Monday, June 10, 2013

English is one phucked up langwige.

K's phone message "ding" went off this morning at O-dark thirty.  It was an automated text from a weather app letting us know that today would be a high pollen day.  Sure enough, after I'd been up for just a few minutes I could feel something percolating in my sinuses.   A runny nose, a couple of sneezes, then the flowing mucous made it to my throat and I began coughing.  

I hate that stuff....flim.  That got me to thinking.  If it was spelled as it sounds it would be "flim", right?  But it isn't.  It's spelled "phlegm".  Really?

Are we really the bad spellers, or is it "them"?

What word butcher could have ever taken a word that sounds like "flim" and turned it into "phlegm"?  What kind of phucked up langwige is English anyway?

How many people do you know, native born, who have been speaking English all their lives and still can't spell "believe" or "cantaloupe" or "maneuver"?  English spelling is just bizarre!  I have no idea how someone could learn English as a second langwige....I mean language.

I remember when I was a kid in school and I was stumped with a word my teacher would tell me to look it up in a dictionary.  That made no sense to me.  If I knew how to spell it in order to look it up in a dictionary, I wouldn't need to look it up in a dictionary.  DUH!

Is it too late to scrap the English language spellings we have now and make up new ones....ones that are more "user friendly"?  Or should I say more "user frendle"?

Ya think I might have too much time on my hands to think about stuff like this?  Does anybody besides me think about stuff like this?  No?  I'll bet George Carlin would have.  

Dang, I miss him.



  1. The book I'm reading now is written all in Cockney English, which is even more messed-up than American English or even English English.

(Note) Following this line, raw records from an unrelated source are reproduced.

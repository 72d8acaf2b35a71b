//! In-memory BM25 index over document sections.
//!
//! Statistics are computed once per build over the full section set; there
//! is no incremental maintenance. Rebuilding is cheap at documentation
//! scale (hundreds to low thousands of sections).
//!
//! ```text
//! idf(t)      = ln((N - df + 0.5) / (df + 0.5) + 1)
//! score(q, s) = Σ idf(t) · tf·(k1+1) / (tf + k1·(1 - b + b·|s|/avgdl))
//! ```

use std::collections::HashMap;
use std::sync::Arc;

use crate::models::{DocumentSection, SearchResult};

/// Term frequency saturation.
pub const BM25_K1: f64 = 1.5;
/// Length normalization strength.
pub const BM25_B: f64 = 0.75;

/// BM25 statistics plus per-section term frequencies.
#[derive(Debug, Default)]
pub struct Bm25Index {
    sections: Vec<Arc<DocumentSection>>,
    term_freqs: Vec<HashMap<String, usize>>,
    idf: HashMap<String, f64>,
    avg_len: f64,
}

impl Bm25Index {
    /// Build the index over `sections`, keeping their order for tie-breaks.
    pub fn build(sections: &[Arc<DocumentSection>]) -> Self {
        let total = sections.len();
        if total == 0 {
            return Self::default();
        }

        let mut doc_freqs: HashMap<String, usize> = HashMap::new();
        let mut term_freqs = Vec::with_capacity(total);
        let mut total_len = 0usize;

        for section in sections {
            let mut tf: HashMap<String, usize> = HashMap::new();
            for token in &section.tokens {
                *tf.entry(token.clone()).or_insert(0) += 1;
            }
            for token in tf.keys() {
                *doc_freqs.entry(token.clone()).or_insert(0) += 1;
            }
            total_len += section.tokens.len();
            term_freqs.push(tf);
        }

        let n = total as f64;
        let idf = doc_freqs
            .into_iter()
            .map(|(token, df)| {
                let df = df as f64;
                (token, ((n - df + 0.5) / (df + 0.5) + 1.0).ln())
            })
            .collect();

        Self {
            sections: sections.to_vec(),
            term_freqs,
            idf,
            avg_len: total_len as f64 / n,
        }
    }

    /// Number of indexed sections.
    pub fn len(&self) -> usize {
        self.sections.len()
    }

    /// Returns `true` when no sections are indexed.
    pub fn is_empty(&self) -> bool {
        self.sections.is_empty()
    }

    /// Inverse document frequency of `token`, if it occurs in the corpus.
    pub fn idf(&self, token: &str) -> Option<f64> {
        self.idf.get(token).copied()
    }

    /// Average section length in tokens.
    pub fn average_length(&self) -> f64 {
        self.avg_len
    }

    /// Score every section against `query_tokens` and return the best
    /// `pool_size`, highest first. Ties keep corpus order.
    pub fn search(&self, query_tokens: &[String], pool_size: usize) -> Vec<SearchResult> {
        if query_tokens.is_empty() || self.sections.is_empty() || pool_size == 0 {
            return Vec::new();
        }

        let avg_len = if self.avg_len > 0.0 { self.avg_len } else { 1.0 };
        let mut results: Vec<SearchResult> = self
            .sections
            .iter()
            .zip(&self.term_freqs)
            .filter_map(|(section, tf)| {
                let len = section.tokens.len() as f64;
                let score: f64 = query_tokens
                    .iter()
                    .filter_map(|token| {
                        let freq = *tf.get(token)? as f64;
                        let idf = self.idf.get(token)?;
                        let norm = BM25_K1 * (1.0 - BM25_B + BM25_B * len / avg_len);
                        Some(idf * freq * (BM25_K1 + 1.0) / (freq + norm))
                    })
                    .sum();
                (score > 0.0).then(|| SearchResult {
                    section: Arc::clone(section),
                    score,
                })
            })
            .collect();

        results.sort_by(|a, b| {
            b.score
                .partial_cmp(&a.score)
                .unwrap_or(std::cmp::Ordering::Equal)
        });
        results.truncate(pool_size);
        results
    }
}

Though really I think most languages are messed up like if you wanted to learn to write in Chinese or Japanese where there are a lot more than 26 letters to deal with.

    Though have you ever wondered how words even came to be? Who decided we should call the sky blue? Or grass green? There's so much we take for granted today.

  2. From many comments on fb, standard English spelling is defunct anyhow. Ya got yer wish!


  3. Bad spellers need to unite! Maybe we could have our government make some new spelling rules. Hmmm, I don't know. First problem would be with other bad spellers; for instance I believe phlegm should be spelled flem and you want it spelled flim.

    I guess we could have regional spelling zones.

    "You are now entering Texas, remember to spell flem, f l i m!"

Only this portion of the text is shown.